Your task - Show all lines containing "interval" from the data below.
········
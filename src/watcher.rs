use std::time::Duration;

use tokio::task::JoinHandle;
use tokio::time::sleep;
use tokio_util::sync::CancellationToken;
use tracing::{debug, error, info};

use crate::dedup::SeenSet;
use crate::error::FetchError;
use crate::scraping::base::PageFetcher;
use crate::scraping::{detail, listing};
use crate::updates::{self, EventSink, EventStream};

pub const LISTING_URL: &str = "https://standupstore.ru/";
pub const INITIAL_DELAY: Duration = Duration::from_secs(1);

#[derive(Debug, Clone)]
pub struct WatchConfig {
    pub listing_url: String,
    pub interval: Duration,
    /// Delay before the first (baseline) cycle and before retrying a failed one.
    pub initial_delay: Duration,
    /// When set, the first completed cycle only seeds the seen-set.
    pub suppress_baseline: bool,
}

impl WatchConfig {
    pub fn new(interval: Duration) -> Self {
        Self {
            listing_url: LISTING_URL.to_string(),
            interval,
            initial_delay: INITIAL_DELAY,
            suppress_baseline: true,
        }
    }
}

#[derive(Debug, Clone, Copy, PartialEq, Eq)]
pub enum WatchState {
    Idle,
    Fetching,
    Extracting,
    Enriching,
    Deduplicating,
    Emitting,
    Shutdown,
}

#[derive(Debug, Default, Clone, PartialEq, Eq)]
pub struct CycleReport {
    pub candidates: usize,
    pub new: usize,
    pub emitted: usize,
    pub enrich_failures: usize,
}

#[derive(Debug)]
pub enum CycleOutcome {
    Completed(CycleReport),
    /// The listing page could not be fetched; nothing was recorded.
    Skipped(FetchError),
    Shutdown,
}

pub struct WatchHandle<F> {
    pub events: EventStream,
    pub task: JoinHandle<Watcher<F>>,
}

/// Polls the listing page and emits events it has not surfaced before.
///
/// The watcher owns its seen-set outright and runs on a single task, so none of
/// its state is shared or locked.
pub struct Watcher<F> {
    fetcher: F,
    config: WatchConfig,
    seen: SeenSet,
    baseline_pending: bool,
    state: WatchState,
}

impl<F> Watcher<F>
where
    F: PageFetcher + 'static,
{
    pub fn new(fetcher: F, config: WatchConfig) -> Self {
        let baseline_pending = config.suppress_baseline;
        Self {
            fetcher,
            config,
            seen: SeenSet::new(),
            baseline_pending,
            state: WatchState::Idle,
        }
    }

    pub fn seen(&self) -> &SeenSet {
        &self.seen
    }

    pub fn state(&self) -> WatchState {
        self.state
    }

    pub fn baseline_pending(&self) -> bool {
        self.baseline_pending
    }

    /// Spawns the poll loop. The event stream ends once `cancel` fires.
    pub fn watch(self, cancel: CancellationToken) -> WatchHandle<F> {
        let (updates_tx, updates_rx) = updates::channel();
        let task = tokio::spawn(self.run(updates_tx, cancel));
        WatchHandle {
            events: updates_rx,
            task,
        }
    }

    pub async fn run(mut self, updates: EventSink, cancel: CancellationToken) -> Self {
        let mut delay = self.config.initial_delay;

        loop {
            self.state = WatchState::Idle;
            tokio::select! {
                biased;
                _ = cancel.cancelled() => break,
                _ = updates.closed() => break,
                _ = sleep(delay) => {}
            }

            match self.poll_cycle(&updates, &cancel).await {
                CycleOutcome::Completed(_) => delay = self.config.interval,
                CycleOutcome::Skipped(_) => {}
                CycleOutcome::Shutdown => break,
            }
        }

        self.state = WatchState::Shutdown;
        info!("triggered shutdown");
        drop(updates);
        info!("updates channel closed");
        self
    }

    /// Runs one pass over the listing: fetch, extract, then dedup, enrich and emit per entry.
    pub async fn poll_cycle(
        &mut self,
        updates: &EventSink,
        cancel: &CancellationToken,
    ) -> CycleOutcome {
        if cancel.is_cancelled() {
            return self.shut_down();
        }

        self.state = WatchState::Fetching;
        let url = self.config.listing_url.clone();
        let fetched = tokio::select! {
            biased;
            _ = cancel.cancelled() => None,
            result = self.fetcher.fetch_html(&url) => Some(result),
        };
        let html = match fetched {
            None => return self.shut_down(),
            Some(Ok(html)) => html,
            Some(Err(err)) => {
                error!(url = %url, error = %err, "unable to fetch listing");
                self.state = WatchState::Idle;
                return CycleOutcome::Skipped(err);
            }
        };

        self.state = WatchState::Extracting;
        let candidates = listing::extract_events(&html, &url);
        let mut report = CycleReport {
            candidates: candidates.len(),
            ..CycleReport::default()
        };

        for mut event in candidates {
            if cancel.is_cancelled() {
                return self.shut_down();
            }

            // Identity comes from the listing alone, so a failed detail fetch
            // can neither hide a known event nor make it look new.
            self.state = WatchState::Deduplicating;
            let fingerprint = event.fingerprint();
            if self.seen.contains(&fingerprint) {
                continue;
            }

            self.state = WatchState::Enriching;
            let enriched = tokio::select! {
                biased;
                _ = cancel.cancelled() => None,
                result = detail::enrich(&self.fetcher, &mut event) => Some(result),
            };
            match enriched {
                None => return self.shut_down(),
                Some(Err(_)) => report.enrich_failures += 1,
                Some(Ok(())) => {}
            }

            debug!(fingerprint = %fingerprint, link = %event.booking_link, "new event");
            self.seen.record(fingerprint);
            report.new += 1;
            if self.baseline_pending {
                continue;
            }

            self.state = WatchState::Emitting;
            let sent = tokio::select! {
                biased;
                _ = cancel.cancelled() => false,
                delivered = updates.send(event) => delivered,
            };
            if !sent {
                return self.shut_down();
            }
            report.emitted += 1;
        }

        if report.new > 0 {
            debug!(count = report.new, "found new events");
        } else {
            debug!("no new events");
        }

        if self.baseline_pending {
            self.baseline_pending = false;
            info!(seeded = self.seen.len(), "baseline pass complete");
        }

        self.state = WatchState::Idle;
        CycleOutcome::Completed(report)
    }

    fn shut_down(&mut self) -> CycleOutcome {
        self.state = WatchState::Shutdown;
        CycleOutcome::Shutdown
    }
}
········
Expected output -
    pub interval: Duration,
    pub fn new(interval: Duration) -> Self {
            interval,
                CycleOutcome::Completed(_) => delay = self.config.interval,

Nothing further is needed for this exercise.